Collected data
....

pub mod encode;
pub mod pdf;

use image::DynamicImage;
use std::fs;
use std::path::Path;

use crate::utils::output_filename;

/// Target encodings for a batch export. Raster variants carry the bitmap
/// encoding tag; the two PDF variants carry none.
#[derive(Debug, Clone, Copy, PartialEq, Eq)]
pub enum OutputFormat {
    Png,
    Jpeg,
    Tiff,
    /// One single-page PDF document per image
    Pdf,
    /// One multi-page PDF document holding every image
    SinglePdf,
}

impl OutputFormat {
    pub const ALL: [OutputFormat; 5] = [
        OutputFormat::Png,
        OutputFormat::Jpeg,
        OutputFormat::Tiff,
        OutputFormat::Pdf,
        OutputFormat::SinglePdf,
    ];

    /// Name shown in the format selector
    pub fn label(&self) -> &'static str {
        match self {
            OutputFormat::Png => "png",
            OutputFormat::Jpeg => "jpeg",
            OutputFormat::Tiff => "tiff",
            OutputFormat::Pdf => "pdf",
            OutputFormat::SinglePdf => "one pdf",
        }
    }

    /// File suffix for output filenames
    pub fn suffix(&self) -> &'static str {
        match self {
            OutputFormat::Png => "png",
            OutputFormat::Jpeg => "jpeg",
            OutputFormat::Tiff => "tiff",
            OutputFormat::Pdf | OutputFormat::SinglePdf => "pdf",
        }
    }

    /// Bitmap encoding tag for raster variants; PDF variants have none
    pub fn bitmap(&self) -> Option<image::ImageFormat> {
        match self {
            OutputFormat::Png => Some(image::ImageFormat::Png),
            OutputFormat::Jpeg => Some(image::ImageFormat::Jpeg),
            OutputFormat::Tiff => Some(image::ImageFormat::Tiff),
            OutputFormat::Pdf | OutputFormat::SinglePdf => None,
        }
    }
}

/// Everything a batch export needs: the ordered images, a destination
/// directory that already exists, and the target format.
#[derive(Clone, Copy)]
pub struct ExportRequest<'a> {
    pub images: &'a [DynamicImage],
    pub dest_dir: &'a Path,
    pub format: OutputFormat,
}

/// Result of a batch export: success, or the last failure's user-visible
/// message. Per-item failures overwrite earlier ones; the batch always runs
/// to completion.
#[derive(Debug, Default, Clone, PartialEq, Eq)]
pub struct ConversionOutcome {
    error: Option<String>,
}

impl ConversionOutcome {
    pub fn is_success(&self) -> bool {
        self.error.is_none()
    }

    pub fn error(&self) -> Option<&str> {
        self.error.as_deref()
    }

    pub fn into_error(self) -> Option<String> {
        self.error
    }

    fn record(&mut self, message: impl Into<String>) {
        self.error = Some(message.into());
    }
}

/// Write every image in the request to disk in the requested format.
/// A single synchronous pass: no retries, no rollback, and a failed item
/// never aborts the remaining ones.
pub fn export_batch(request: &ExportRequest<'_>) -> ConversionOutcome {
    let mut outcome = ConversionOutcome::default();

    if request.images.is_empty() {
        outcome.record("No images selected");
        return outcome;
    }

    match request.format {
        OutputFormat::Png | OutputFormat::Jpeg | OutputFormat::Tiff => {
            for (index, image) in request.images.iter().enumerate() {
                let path = request.dest_dir.join(output_filename(index, request.format));
                if let Err(message) = save_raster(image, &path, request.format) {
                    outcome.record(message);
                }
            }
        }
        OutputFormat::Pdf => {
            for (index, image) in request.images.iter().enumerate() {
                let path = request.dest_dir.join(output_filename(index, OutputFormat::Pdf));
                if let Err(err) = pdf::write_pdf(std::slice::from_ref(image), &path) {
                    log::warn!("failed to write {}: {:#}", path.display(), err);
                    outcome.record("Could not write to pdf");
                }
            }
        }
        OutputFormat::SinglePdf => {
            // Combined output always lands in Image0.pdf, regardless of count
            let path = request
                .dest_dir
                .join(output_filename(0, OutputFormat::SinglePdf));
            if let Err(err) = pdf::write_pdf(request.images, &path) {
                log::warn!("failed to write {}: {:#}", path.display(), err);
                outcome.record("Could not write to pdf");
            }
        }
    }

    outcome
}

/// Encode one image to the raster format's byte representation and write it.
/// The returned message is the user-visible error string for this item.
fn save_raster(image: &DynamicImage, path: &Path, format: OutputFormat) -> Result<(), String> {
    let bytes = encode::encode_to_bytes(image, format).map_err(|err| {
        log::warn!("failed to encode {}: {:#}", path.display(), err);
        format!("Failed to convert image to {}", format.label())
    })?;

    log::debug!("writing {} ({} bytes)", path.display(), bytes.len());
    fs::write(path, &bytes).map_err(|err| err.to_string())
}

....

Copy out only the lines above from the one with "pub fn export_batch(request: &ExportRequest<'_>)" to the one with "OutputFormat::Png | OutputFormat::Jpeg", inclusive, exactly as they stand.

pub fn export_batch(request: &ExportRequest<'_>) -> ConversionOutcome {
    let mut outcome = ConversionOutcome::default();

    if request.images.is_empty() {
        outcome.record("No images selected");
        return outcome;
    }

    match request.format {
        OutputFormat::Png | OutputFormat::Jpeg | OutputFormat::Tiff => {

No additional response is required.